> Your task:
Reproduce exactly, from the data that follows, the line with "pub trait CheckpointSaver: Send", the line with "that exact checkpoint", and every line that lies between them.

(Beginning of Entries shown)

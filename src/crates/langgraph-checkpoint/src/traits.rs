//! Extensible checkpoint storage trait for custom backend implementations
//!
//! This module defines the **[`CheckpointSaver`]** trait, the contract the graph
//! engine uses to persist and reload execution state. The shape of the trait is
//! the same for every backend, so an engine can swap an in-process store for a
//! remote document store without changing its call sites.
//!
//! # Architecture
//!
//! ```text
//! ┌──────────────────────────────────────────────┐
//! │  Graph engine                                │
//! │   • put()         after every superstep      │
//! │   • put_writes()  as tasks finish            │
//! │   • get_tuple()   to resume                  │
//! │   • list()        for history / time-travel  │
//! └─────────────────────┬────────────────────────┘
//!                       │ CheckpointSaver
//!                       ▼
//! ┌──────────────────────────────────────────────┐
//! │  Backend (document store, database, ...)     │
//! └──────────────────────────────────────────────┘
//! ```
//!
//! # Implementation Requirements
//!
//! 1. **Thread isolation** - nothing stored under one `thread_id` may ever be
//!    returned for another
//! 2. **Latest resolution** - `get_tuple` without a `checkpoint_id` returns the
//!    checkpoint with the greatest id in the requested namespace
//! 3. **Ordering** - `list` yields newest first; pending writes come back in
//!    replay order
//! 4. **Absence is not an error** - missing checkpoints are `Ok(None)`
//! 5. **Thread safety** - implementations are `Send + Sync` and tolerate
//!    concurrent calls touching different checkpoints
//!
//! # Usage
//!
//! ```rust,ignore
//! use futures::StreamExt;
//!
//! // Resume from the latest checkpoint of a thread
//! let config = CheckpointConfig::new().with_thread_id("conversation-123".into());
//! if let Some(tuple) = saver.get_tuple(&config).await? {
//!     for (task_id, channel, value) in tuple.pending_writes.unwrap_or_default() {
//!         // replay writes in order
//!     }
//! }
//!
//! // Page through history, ten at a time
//! let mut page = saver.list(Some(&config), None, None, Some(10)).await?;
//! while let Some(tuple) = page.next().await {
//!     println!("{:?}", tuple?.config.checkpoint_id);
//! }
//! ```

use crate::{
    checkpoint::{
        ChannelVersions, Checkpoint, CheckpointConfig, CheckpointMetadata, CheckpointTuple,
    },
    error::Result,
};
use async_trait::async_trait;
use futures::stream::Stream;
use std::collections::HashMap;
use std::pin::Pin;

/// Type alias for async stream of checkpoint tuples
///
/// The stream is single-pass: once exhausted it yields nothing further.
pub type CheckpointStream =
    Pin<Box<dyn Stream<Item = Result<CheckpointTuple>> + Send + 'static>>;

/// Core trait for implementing checkpoint storage backends
#[async_trait]
pub trait CheckpointSaver: Send + Sync {
    /// Fetch only the checkpoint payload addressed by `config`
    async fn get(&self, config: &CheckpointConfig) -> Result<Option<Checkpoint>> {
        Ok(self.get_tuple(config).await?.map(|tuple| tuple.checkpoint))
    }

    /// Retrieve a complete checkpoint tuple.
    ///
    /// * With `checkpoint_id` set: that exact checkpoint
    /// * Without: the most recent checkpoint of `(thread_id, checkpoint_ns)`
    ///
    /// The returned tuple carries the stored config, the checkpoint, its
    /// metadata, the parent config (if the checkpoint has a parent) and the
    /// pending writes recorded against it.
    ///
    /// # Errors
    ///
    /// `Invalid` when `thread_id` is missing; any store or decoding failure
    /// for the addressed checkpoint.
    async fn get_tuple(&self, config: &CheckpointConfig) -> Result<Option<CheckpointTuple>>;

    /// Stream checkpoints of a thread, newest first.
    ///
    /// # Arguments
    ///
    /// * `config` - must carry `thread_id`; `checkpoint_ns` narrows the listing
    ///   to one namespace, `None` lists every namespace of the thread
    /// * `filter` - metadata fields that must match exactly
    /// * `before` - only checkpoints whose id is strictly less than
    ///   `before.checkpoint_id`
    /// * `limit` - maximum number of tuples yielded
    ///
    /// A corrupt record is skipped rather than ending the stream.
    async fn list(
        &self,
        config: Option<&CheckpointConfig>,
        filter: Option<HashMap<String, serde_json::Value>>,
        before: Option<&CheckpointConfig>,
        limit: Option<usize>,
    ) -> Result<CheckpointStream>;

    /// Store a checkpoint.
    ///
    /// `config.checkpoint_id`, when present, names the parent of `checkpoint`.
    /// Storing the same checkpoint id twice overwrites the earlier record.
    ///
    /// # Returns
    ///
    /// A config addressing the stored checkpoint.
    async fn put(
        &self,
        config: &CheckpointConfig,
        checkpoint: Checkpoint,
        metadata: CheckpointMetadata,
        new_versions: ChannelVersions,
    ) -> Result<CheckpointConfig>;

    /// Store the writes one task produced against the checkpoint in `config`.
    ///
    /// Writes are `(channel, value)` pairs in production order; a write landing
    /// on an existing `(task_id, idx)` slot replaces it.
    async fn put_writes(
        &self,
        config: &CheckpointConfig,
        writes: Vec<(String, serde_json::Value)>,
        task_id: String,
    ) -> Result<()>;
}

(End of Entries shown)

> Response to the exercise:
pub trait CheckpointSaver: Send + Sync {
    /// Fetch only the checkpoint payload addressed by `config`
    async fn get(&self, config: &CheckpointConfig) -> Result<Option<Checkpoint>> {
        Ok(self.get_tuple(config).await?.map(|tuple| tuple.checkpoint))
    }

    /// Retrieve a complete checkpoint tuple.
    ///
    /// * With `checkpoint_id` set: that exact checkpoint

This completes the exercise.